「10年後に食える仕事食えない仕事」渡邉正裕著/東洋経済新報社
急速に進展している人工知能やロボットの活用が、仕事をどのように変えるのかは、重要な課題だ。いまから5年前、野村総研が、いまある職業の49%が消えてなくなると発表したときには、世間に大きな衝撃が走った。ただ、野村総研の分析は、あくまでも技術的な代替性であり、いつまでにという予測年次もなかった。
本書は、10年後という年次を明示しているだけでなく、社会的な要因も踏まえて分析している。
著者は、日本経済新聞で記者を務めたあと、日本IBMのコンサルタントとして業務分析の仕事に携わった。また、現在は労働問題を中心とするニュースサイトを主宰して、多くの人の仕事を取材している。実は、こうした幅広い経験を持つ人は非常に少ない。普通は、知っている業界や職業が限定されてしまうのだ。
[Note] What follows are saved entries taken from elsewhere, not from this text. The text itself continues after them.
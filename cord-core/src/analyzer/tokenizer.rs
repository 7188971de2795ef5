//! Word tokenizer for titles and abstracts.
//!
//! Lowercases its input and emits every maximal run of word characters
//! (Unicode letters, digits and connector punctuation such as `_`). Anything
//! else separates tokens and is dropped:
//!
//! ```text
//! "COVID-19 is here!"  ->  ["covid", "19", "is", "here"]
//! ```
//!
//! Tokens come out in source order with duplicates kept; counting happens in
//! [`crate::aggregate`].
//!
//! Two forms are provided:
//!
//! - [`Tokenizer::for_each_token`] streams `&str` slices of a lowercased
//!   buffer to a callback, with no allocation per token
//! - [`tokenize`] collects owned tokens into a [`Tokens`] vector

use std::borrow::Cow;
use std::sync::LazyLock;

use regex::Regex;
use smallvec::SmallVec;

use crate::record::ValidatedRecord;

static WORD_RE: LazyLock<Regex> =
    LazyLock::new(|| Regex::new(r"\w+").expect("word pattern is valid"));

/// Collected tokens. Titles rarely exceed sixteen words, so most stay inline.
pub type Tokens = SmallVec<[String; 16]>;

/// Text field of a record that can be tokenized.
#[derive(Debug, Clone, Copy, PartialEq, Eq, Hash)]
pub enum Field {
    /// Document title.
    Title,
    /// Abstract text; may be empty.
    Abstract,
}

impl Field {
    /// Returns this field's text from `record`.
    #[inline]
    pub fn text(self, record: &ValidatedRecord) -> &str {
        match self {
            Field::Title => record.title(),
            Field::Abstract => record.abstract_text(),
        }
    }
}

/// Stateless word tokenizer.
#[derive(Debug, Clone, Copy, Default)]
pub struct Tokenizer;

impl Tokenizer {
    /// Creates a tokenizer.
    pub const fn new() -> Self {
        Self
    }

    /// Emits each lowercased token of `text` in source order.
    ///
    /// The slices borrow a lowercased copy that lives only for the call, so
    /// callers that keep tokens must copy them.
    #[inline]
    pub fn for_each_token<F>(&self, text: &str, mut emit: F)
    where
        F: FnMut(&str),
    {
        let lowered = lowercase(text);
        for m in WORD_RE.find_iter(&lowered) {
            emit(m.as_str());
        }
    }

    /// Collects the tokens of `text`.
    pub fn tokenize(&self, text: &str) -> Tokens {
        let mut out = Tokens::new();
        self.for_each_token(text, |t| out.push(t.to_owned()));
        out
    }
}

/// Tokenizes `text` with the default [`Tokenizer`].
///
/// ```
/// use cord_core::analyzer::tokenize;
///
/// let tokens = tokenize("COVID-19 is here!");
/// assert_eq!(tokens.as_slice(), ["covid", "19", "is", "here"]);
/// ```
#[inline]
pub fn tokenize(text: &str) -> Tokens {
    Tokenizer::new().tokenize(text)
}

#[inline]
fn lowercase(text: &str) -> Cow<'_, str> {
    if text.chars().any(char::is_uppercase) {
        Cow::Owned(text.to_lowercase())
    } else {
        Cow::Borrowed(text)
    }
}

#[cfg(test)]
mod tests {
    use super::*;
    use chrono::NaiveDate;

    fn collect(input: &str) -> Vec<String> {
        tokenize(input).into_vec()
    }

    #[test]
    fn hyphen_and_punctuation_split() {
        assert_eq!(collect("COVID-19 is here!"), ["covid", "19", "is", "here"]);
    }

    #[test]
    fn empty_emits_nothing() {
        assert!(collect("").is_empty());
        assert!(collect("  ...  !!! -- ").is_empty());
    }

    #[test]
    fn duplicates_preserved_in_order() {
        assert_eq!(collect("Virus, virus; VIRUS"), ["virus", "virus", "virus"]);
    }

    #[test]
    fn underscore_is_a_word_character() {
        assert_eq!(collect("snake_case name"), ["snake_case", "name"]);
    }

    #[test]
    fn apostrophes_and_slashes_split() {
        assert_eq!(
            collect("patients' SARS-CoV-2/ACE2"),
            ["patients", "sars", "cov", "2", "ace2"]
        );
    }

    #[test]
    fn unicode_letters_kept() {
        assert_eq!(collect("Étude Über Café"), ["étude", "über", "café"]);
    }

    #[test]
    fn lowercase_input_not_copied() {
        assert!(matches!(lowercase("already lower"), Cow::Borrowed(_)));
        assert!(matches!(lowercase("Mixed"), Cow::Owned(_)));
    }

    #[test]
    fn streaming_matches_collected() {
        let text = "Transmission dynamics of 2019-nCoV in Wuhan";
        let mut streamed = Vec::new();
        Tokenizer::new().for_each_token(text, |t| streamed.push(t.to_owned()));
        assert_eq!(streamed, collect(text));
    }

    #[test]
    fn tokenizer_is_reusable() {
        let t = Tokenizer::new();
        let mut n = 0usize;
        t.for_each_token("hello world", |_| n += 1);
        assert_eq!(n, 2);

        n = 0;
        t.for_each_token("one two three", |_| n += 1);
        assert_eq!(n, 3);
    }

    #[test]
    fn field_reads_record_text() {
        let r = ValidatedRecord::new(
            "A Title",
            "An abstract",
            NaiveDate::from_ymd_opt(2020, 1, 1).unwrap(),
            None,
            None,
        )
        .unwrap();
        assert_eq!(Field::Title.text(&r), "A Title");
        assert_eq!(Field::Abstract.text(&r), "An abstract");
    }
}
著者の幅広い知見が、本書の地に足のついた将来展望を支えている。私自身もかれこれ40年近く、労働問題に携わってきたので、おおよその土地勘はあるのだが、著者の見立てに違和感を覚えるところは、まったくなかった。特に素晴らしいなと思うのは、既得権をきちんと分析していることだ。いくら技術的に不要になっても、既得権で守られた仕事は消えないからだ。
さて、10年後の仕事の未来だが、著者は細かい職業分類ごとに、機械が強いか、人間が強いかを横軸に、知識集約的か、技能集約的かを縦軸にして、仕事を分類している。もちろん、今後消えるのは、機械が強い分野で、いまある仕事の36%が消えるとしている。そして、今後も生き残る仕事を、①デジタル・ケンタウロス(知識集約型)②手先ジョブ③職人プレミアム(いずれも技能集約型)と名付けて、仕事を失う人へ、これらの仕事への転換の仕方までアドバイスしている。
著者の膨大な知識とバランス感覚は素晴らしいのだが、一つだけエアポケットがあるのは、オタク分野だ。「プラモデルの組み立てを生業にしている人は聞いたことがない」と著者は言うが、私はたくさん知っている。
ただ、職業構造全体の展望からみれば、それは大きな部分ではないかもしれない。生涯の職業人生を設計するのに役立つ良書だ。